*Work required*: Of the entries below, restate word for word only the section that runs from the line with "values.iter().map(|v| vec![v.to_string()]).collect()" to the line with "let a = Table", counting both ends.

Data records
- Opening Delimiter -

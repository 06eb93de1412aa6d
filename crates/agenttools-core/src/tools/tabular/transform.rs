//! CSV tools that write a new file: filter, sort, merge, select, export

use serde_json::{json, Map, Value};
use std::cmp::Ordering;
use std::path::{Path, PathBuf};

use crate::error::ToolError;
use crate::formatting::split_list;
use crate::tools::filesystem::{
    ensure_parent, path_to_display, resolve_existing, resolve_in_workspace,
};
use crate::tools::{require_str, BoxFuture, Tool, ToolOutput};

use super::{ColumnType, Table};

/// Resolve `file_path` and `output_path` and load the input table
async fn load_io(
    workspace: &Path,
    params: &Value,
) -> Result<(Table, PathBuf), ToolError> {
    let input = resolve_existing(workspace, require_str(params, "file_path")?)?;
    let output = resolve_in_workspace(workspace, require_str(params, "output_path")?)?;
    ensure_parent(&output).await?;
    Ok((Table::load(&input)?, output))
}

/// Tool for keeping rows whose column equals a value
pub struct FilterCsv {
    workspace: PathBuf,
}

impl FilterCsv {
    pub fn new(workspace: PathBuf) -> Self {
        Self { workspace }
    }
}

impl Tool for FilterCsv {
    fn name(&self) -> &str {
        "filter_csv"
    }

    fn description(&self) -> &str {
        "Filter CSV rows where a column equals a specific value and save to a new file"
    }

    fn parameters_schema(&self) -> Value {
        crate::tool_params!(
            file_path: "string" => "Path to the input CSV file",
            column: "string" => "Column name to filter on",
            value: "string" => "Value to match (exact string comparison)",
            output_path: "string" => "Path for the filtered CSV",
        )
    }

    fn execute(&self, params: Value) -> BoxFuture<'_, Result<ToolOutput, ToolError>> {
        Box::pin(async move {
            let column = require_str(&params, "column")?;
            let value = require_str(&params, "value")?;
            let (table, output) = load_io(&self.workspace, &params).await?;
            let idx = table.column_index(column)?;

            let rows: Vec<Vec<String>> = table
                .rows
                .into_iter()
                .filter(|row| row.get(idx).is_some_and(|cell| cell == value))
                .collect();
            let count = rows.len();
            Table {
                headers: table.headers,
                rows,
            }
            .save(&output)?;

            Ok(ToolOutput::success(format!(
                "Filtered {} rows to: {}",
                count,
                path_to_display(&output)
            )))
        })
    }
}

/// Tool for sorting rows by one column
pub struct SortCsv {
    workspace: PathBuf,
}

impl SortCsv {
    pub fn new(workspace: PathBuf) -> Self {
        Self { workspace }
    }
}

impl Tool for SortCsv {
    fn name(&self) -> &str {
        "sort_csv"
    }

    fn description(&self) -> &str {
        "Sort a CSV file by a column and save the result"
    }

    fn parameters_schema(&self) -> Value {
        json!({
            "type": "object",
            "properties": {
                "file_path": { "type": "string", "description": "Path to the input CSV file" },
                "column": { "type": "string", "description": "Column name to sort by" },
                "output_path": { "type": "string", "description": "Path for the sorted CSV" },
                "ascending": {
                    "type": "boolean",
                    "description": "Sort ascending (default) or descending",
                    "default": true
                }
            },
            "required": ["file_path", "column", "output_path"]
        })
    }

    fn execute(&self, params: Value) -> BoxFuture<'_, Result<ToolOutput, ToolError>> {
        Box::pin(async move {
            let column = require_str(&params, "column")?;
            let ascending = params["ascending"].as_bool().unwrap_or(true);
            let (mut table, output) = load_io(&self.workspace, &params).await?;
            let idx = table.column_index(column)?;

            let ty = table.column_type(idx);
            sort_rows(&mut table.rows, idx, ty, ascending);
            table.save(&output)?;

            Ok(ToolOutput::success(format!(
                "CSV sorted by '{}' and saved to: {}",
                column,
                path_to_display(&output)
            )))
        })
    }
}

/// Stable sort; empty cells always go last regardless of direction
pub(crate) fn sort_rows(rows: &mut [Vec<String>], idx: usize, ty: ColumnType, ascending: bool) {
    let cell = |row: &Vec<String>| row.get(idx).map(|c| c.trim().to_string()).unwrap_or_default();
    rows.sort_by(|a, b| {
        let (a, b) = (cell(a), cell(b));
        match (a.is_empty(), b.is_empty()) {
            (true, true) => return Ordering::Equal,
            (true, false) => return Ordering::Greater,
            (false, true) => return Ordering::Less,
            _ => {}
        }
        let ord = if ty.is_numeric() {
            match (a.parse::<f64>(), b.parse::<f64>()) {
                (Ok(x), Ok(y)) => x.total_cmp(&y),
                _ => a.cmp(&b),
            }
        } else {
            a.cmp(&b)
        };
        if ascending { ord } else { ord.reverse() }
    });
}

/// Tool for concatenating several CSV files
pub struct MergeCsv {
    workspace: PathBuf,
}

impl MergeCsv {
    pub fn new(workspace: PathBuf) -> Self {
        Self { workspace }
    }
}

impl Tool for MergeCsv {
    fn name(&self) -> &str {
        "merge_csv_files"
    }

    fn description(&self) -> &str {
        "Merge multiple CSV files into one (rows appended, columns unioned)"
    }

    fn parameters_schema(&self) -> Value {
        crate::tool_params!(
            output_path: "string" => "Path for the merged CSV",
            input_paths: "string" => "Comma-separated list of CSV files to merge",
        )
    }

    fn execute(&self, params: Value) -> BoxFuture<'_, Result<ToolOutput, ToolError>> {
        Box::pin(async move {
            let output = resolve_in_workspace(&self.workspace, require_str(&params, "output_path")?)?;
            let inputs = split_list(require_str(&params, "input_paths")?);
            if inputs.is_empty() {
                return Err(ToolError::InvalidParams(
                    "input_paths must name at least one CSV file".into(),
                ));
            }

            let mut tables = Vec::with_capacity(inputs.len());
            for input in &inputs {
                tables.push(Table::load(&resolve_existing(&self.workspace, input)?)?);
            }

            let merged = merge_tables(&tables);
            ensure_parent(&output).await?;
            merged.save(&output)?;

            Ok(ToolOutput::success(format!(
                "Successfully merged {} CSV files ({} total rows) to: {}",
                tables.len(),
                merged.rows.len(),
                path_to_display(&output)
            )))
        })
    }
}

/// Union headers in first-seen order; cells missing from a source stay empty
pub(crate) fn merge_tables(tables: &[Table]) -> Table {
    let mut headers: Vec<String> = Vec::new();
    for table in tables {
        for h in &table.headers {
            if !headers.contains(h) {
                headers.push(h.clone());
            }
        }
    }

    let mut merged = Table::new(headers);
    for table in tables {
        let mapping: Vec<Option<usize>> = merged
            .headers
            .iter()
            .map(|h| table.headers.iter().position(|t| t == h))
            .collect();
        for row in &table.rows {
            merged.rows.push(
                mapping
                    .iter()
                    .map(|m| m.and_then(|i| row.get(i).cloned()).unwrap_or_default())
                    .collect(),
            );
        }
    }
    merged
}

/// Tool for projecting a subset of columns
pub struct SelectColumns {
    workspace: PathBuf,
}

impl SelectColumns {
    pub fn new(workspace: PathBuf) -> Self {
        Self { workspace }
    }
}

impl Tool for SelectColumns {
    fn name(&self) -> &str {
        "select_csv_columns"
    }

    fn description(&self) -> &str {
        "Select specific columns from a CSV and save to a new file"
    }

    fn parameters_schema(&self) -> Value {
        crate::tool_params!(
            file_path: "string" => "Path to the input CSV file",
            columns: "string" => "Comma-separated list of column names to keep",
            output_path: "string" => "Path for the output CSV",
        )
    }

    fn execute(&self, params: Value) -> BoxFuture<'_, Result<ToolOutput, ToolError>> {
        Box::pin(async move {
            let columns = split_list(require_str(&params, "columns")?);
            let (table, output) = load_io(&self.workspace, &params).await?;

            let missing: Vec<&str> = columns
                .iter()
                .filter(|c| !table.headers.contains(*c))
                .map(|c| c.as_str())
                .collect();
            if !missing.is_empty() {
                return Err(ToolError::InvalidParams(format!(
                    "Columns not found: {}",
                    missing.join(", ")
                )));
            }

            let indices: Vec<usize> = columns
                .iter()
                .filter_map(|c| table.headers.iter().position(|h| h == c))
                .collect();
            let selected = Table {
                headers: columns.clone(),
                rows: table
                    .rows
                    .iter()
                    .map(|row| {
                        indices
                            .iter()
                            .map(|&i| row.get(i).cloned().unwrap_or_default())
                            .collect()
                    })
                    .collect(),
            };
            selected.save(&output)?;

            Ok(ToolOutput::success(format!(
                "Selected {} columns and saved to: {}",
                columns.len(),
                path_to_display(&output)
            )))
        })
    }
}

/// Tool for exporting a CSV file as a JSON array of records
pub struct CsvToJson {
    workspace: PathBuf,
}

impl CsvToJson {
    pub fn new(workspace: PathBuf) -> Self {
        Self { workspace }
    }
}

impl Tool for CsvToJson {
    fn name(&self) -> &str {
        "convert_csv_to_json"
    }

    fn description(&self) -> &str {
        "Convert a CSV file to JSON format (array of records)"
    }

    fn parameters_schema(&self) -> Value {
        crate::tool_params!(
            file_path: "string" => "Path to the input CSV file",
            output_path: "string" => "Path for the output JSON file",
        )
    }

    fn execute(&self, params: Value) -> BoxFuture<'_, Result<ToolOutput, ToolError>> {
        Box::pin(async move {
            let (table, output) = load_io(&self.workspace, &params).await?;
            let records = to_records(&table);
            let json = serde_json::to_string_pretty(&records)
                .map_err(|e| ToolError::ExecutionFailed(e.to_string()))?;
            tokio::fs::write(&output, json).await?;

            Ok(ToolOutput::success(format!(
                "CSV converted to JSON and saved to: {}",
                path_to_display(&output)
            )))
        })
    }
}

/// One JSON object per row, keys in header order
pub(crate) fn to_records(table: &Table) -> Value {
    let types: Vec<ColumnType> = (0..table.headers.len())
        .map(|i| table.column_type(i))
        .collect();
    let records = table
        .rows
        .iter()
        .map(|row| {
            let mut obj = Map::new();
            for (i, header) in table.headers.iter().enumerate() {
                let cell = row.get(i).map(|s| s.as_str()).unwrap_or("");
                obj.insert(header.clone(), types[i].to_json(cell));
            }
            Value::Object(obj)
        })
        .collect();
    Value::Array(records)
}

#[cfg(test)]
mod tests {
    use super::*;

    fn rows(values: &[&str]) -> Vec<Vec<String>> {
        values.iter().map(|v| vec![v.to_string()]).collect()
    }

    fn flat(rows: &[Vec<String>]) -> Vec<&str> {
        rows.iter().map(|r| r[0].as_str()).collect()
    }

    #[test]
    fn test_sort_numeric_not_lexicographic() {
        let mut r = rows(&["10", "9", "", "100"]);
        sort_rows(&mut r, 0, ColumnType::Int, true);
        assert_eq!(flat(&r), vec!["9", "10", "100", ""]);

        sort_rows(&mut r, 0, ColumnType::Int, false);
        assert_eq!(flat(&r), vec!["100", "10", "9", ""]);
    }

    #[test]
    fn test_sort_text() {
        let mut r = rows(&["pear", "apple", "fig"]);
        sort_rows(&mut r, 0, ColumnType::Text, true);
        assert_eq!(flat(&r), vec!["apple", "fig", "pear"]);
    }

    #[test]
    fn test_merge_unions_columns() {
        let a = Table {
            headers: vec!["id".into(), "name".into()],
            rows: vec![vec!["1".into(), "a".into()]],
        };
        let b = Table {
            headers: vec!["id".into(), "score".into()],
            rows: vec![vec!["2".into(), "9".into()]],
        };
        let merged = merge_tables(&[a, b]);
        assert_eq!(merged.headers, vec!["id", "name", "score"]);
        assert_eq!(merged.rows[0], vec!["1", "a", ""]);
        assert_eq!(merged.rows[1], vec!["2", "", "9"]);
    }

    #[test]
    fn test_records_are_typed() {
        let table = Table {
            headers: vec!["name".into(), "age".into()],
            rows: vec![
                vec!["Alice".into(), "30".into()],
                vec!["Bob".into(), "".into()],
            ],
        };
        let records = to_records(&table);
        assert_eq!(records[0], json!({"name": "Alice", "age": 30}));
        assert_eq!(records[1]["age"], Value::Null);
    }
}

- Closing Delimiter -

*Result*:
        values.iter().map(|v| vec![v.to_string()]).collect()
    }

    fn flat(rows: &[Vec<String>]) -> Vec<&str> {
        rows.iter().map(|r| r[0].as_str()).collect()
    }

    #[test]
    fn test_sort_numeric_not_lexicographic() {
        let mut r = rows(&["10", "9", "", "100"]);
        sort_rows(&mut r, 0, ColumnType::Int, true);
        assert_eq!(flat(&r), vec!["9", "10", "100", ""]);

        sort_rows(&mut r, 0, ColumnType::Int, false);
        assert_eq!(flat(&r), vec!["100", "10", "9", ""]);
    }

    #[test]
    fn test_sort_text() {
        let mut r = rows(&["pear", "apple", "fig"]);
        sort_rows(&mut r, 0, ColumnType::Text, true);
        assert_eq!(flat(&r), vec!["apple", "fig", "pear"]);
    }

    #[test]
    fn test_merge_unions_columns() {
        let a = Table {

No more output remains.